## Requirement
Please show every line in the entries below that includes the word "false".

--- Data excerpts ---

fn truncate_statement(sql: &str) -> String {
    if sql.len() <= STATEMENT_TRUNCATE_BYTES {
        sql.to_string()
    } else {
        let mut end = STATEMENT_TRUNCATE_BYTES;
        while !sql.is_char_boundary(end) {
            end -= 1;
        }
        format!("{}…", &sql[..end])
    }
}

/// Normalize whitespace and lowercase so semantically-identical statements
/// (differing only in casing/spacing) group together.
fn fingerprint(sql: &str) -> String {
    sql.split_whitespace()
        .collect::<Vec<_>>()
        .join(" ")
        .to_ascii_lowercase()
}

fn bernoulli_sample(rate: f64) -> bool {
    if rate >= 1.0 {
        return true;
    }
    if rate <= 0.0 {
        return false;
    }
    rand::random::<f64>() < rate
}

#[cfg(test)]
mod tests {
    use super::*;

    fn observatory(max_history: usize, slow_ms: u64) -> Observatory {
        Observatory::new(true, max_history, slow_ms, 1.0, true)
    }

    #[test]
    fn bounded_ring_evicts_oldest_first() {
        let obs = observatory(5, 1000);
        for i in 0..8 {
            let token = obs.start_query("execute_query", &format!("SELECT {i}"), None);
            obs.end_query(token, QueryOutcome::success(vec![], 1));
        }
        assert_eq!(obs.ring_len(), 5);

        let PerfResult::Enabled(records) = obs.query_stats(10, None, false) else {
            panic!("expected enabled result");
        };
        // Most recent first; oldest three (SELECT 0..2) were evicted.
        assert_eq!(records.len(), 5);
        assert!(records.iter().all(|r| r.statement.contains("SELECT")));
        assert_eq!(records[0].statement, "SELECT 7");
    }

    #[test]
    fn slow_flag_requires_success() {
        let obs = observatory(10, 10);
        let token = obs.start_query("execute_query", "SELECT 1", None);
        obs.end_query(
            token,
            QueryOutcome::failure(ErrorKind::SqlExecution, "boom"),
        );
        let PerfResult::Enabled(records) = obs.query_stats(10, None, true) else {
            panic!()
        };
        assert!(records.is_empty(), "a failed query must never be tagged slow");
    }

    #[test]
    fn slow_query_flagging_and_filter() {
        let obs = observatory(10, 10);
        // Simulate a slow query by sleeping past the threshold.
        let token = obs.start_query("get_table_data", "SELECT * FROM t", None);
        std::thread::sleep(std::time::Duration::from_millis(15));
        obs.end_query(token, QueryOutcome::success(vec![], 100));

        let fast_token = obs.start_query("get_table_data", "SELECT 1", None);
        obs.end_query(fast_token, QueryOutcome::success(vec![], 1));

        let PerfResult::Enabled(slow_only) = obs.query_stats(10, None, true) else {
            panic!()
        };
        assert_eq!(slow_only.len(), 1);
        assert!(slow_only[0].slow);
    }

    #[test]
    fn disabled_observatory_is_a_no_op() {
        let obs = Observatory::new(false, 10, 1000, 1.0, true);
        let token = obs.start_query("execute_query", "SELECT 1", None);
        assert!(matches!(token, QueryToken::Disabled));
        obs.end_query(token, QueryOutcome::success(vec![], 1));
        assert!(matches!(obs.stats(Timeframe::All), PerfResult::Disabled { .. }));
        assert!(matches!(
            obs.query_stats(10, None, false),
            PerfResult::Disabled { .. }
        ));
    }

    #[test]
    fn zero_sampling_rate_retains_nothing() {
        let obs = Observatory::new(true, 10, 1000, 0.0, true);
        let token = obs.start_query("execute_query", "SELECT 1", None);
        assert!(matches!(token, QueryToken::Disabled));
        obs.end_query(token, QueryOutcome::success(vec![], 1));
        assert_eq!(obs.ring_len(), 0);
    }

    #[test]
    fn aggregates_error_rate_and_per_tool_counts() {
        let obs = observatory(10, 1000);
        let ok = obs.start_query("list_tables", "SELECT 1", None);
        obs.end_query(ok, QueryOutcome::success(vec![], 1));
        let err = obs.start_query("list_tables", "SELECT 2", None);
        obs.end_query(err, QueryOutcome::failure(ErrorKind::SqlExecution, "x"));

        let PerfResult::Enabled(stats) = obs.stats(Timeframe::All) else {
            panic!()
        };
        assert_eq!(stats.total_queries, 2);
        assert_eq!(stats.success_count, 1);
        assert_eq!(stats.error_count, 1);
        assert_eq!(stats.error_rate, 50.0);
        let tool = stats.per_tool.get("list_tables").unwrap();
        assert_eq!(tool.count, 2);
        assert_eq!(tool.error_count, 1);
    }

    #[test]
    fn tool_filter_narrows_query_stats() {
        let obs = observatory(10, 1000);
        let a = obs.start_query("execute_query", "SELECT 1", None);
        obs.end_query(a, QueryOutcome::success(vec![], 1));
        let b = obs.start_query("list_tables", "SELECT 2", None);
        obs.end_query(b, QueryOutcome::success(vec![], 1));

        let PerfResult::Enabled(records) = obs.query_stats(10, Some("list_tables"), false) else {
            panic!()
        };
        assert_eq!(records.len(), 1);
        assert_eq!(records[0].tool, "list_tables");
    }

    #[test]
    fn statement_truncation_preserves_bounded_length() {
        let long = "x".repeat(2000);
        let truncated = truncate_statement(&long);
        assert!(truncated.len() <= STATEMENT_TRUNCATE_BYTES + 4);
    }

    #[test]
    fn fingerprint_normalizes_whitespace_and_case() {
        assert_eq!(
            fingerprint("SELECT   *\nFROM   T"),
            fingerprint("select * from t")
        );
    }
}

---

## Exercise output
        return false;
        let PerfResult::Enabled(records) = obs.query_stats(10, None, false) else {
        let obs = Observatory::new(false, 10, 1000, 1.0, true);
            obs.query_stats(10, None, false),
        let PerfResult::Enabled(records) = obs.query_stats(10, Some("list_tables"), false) else {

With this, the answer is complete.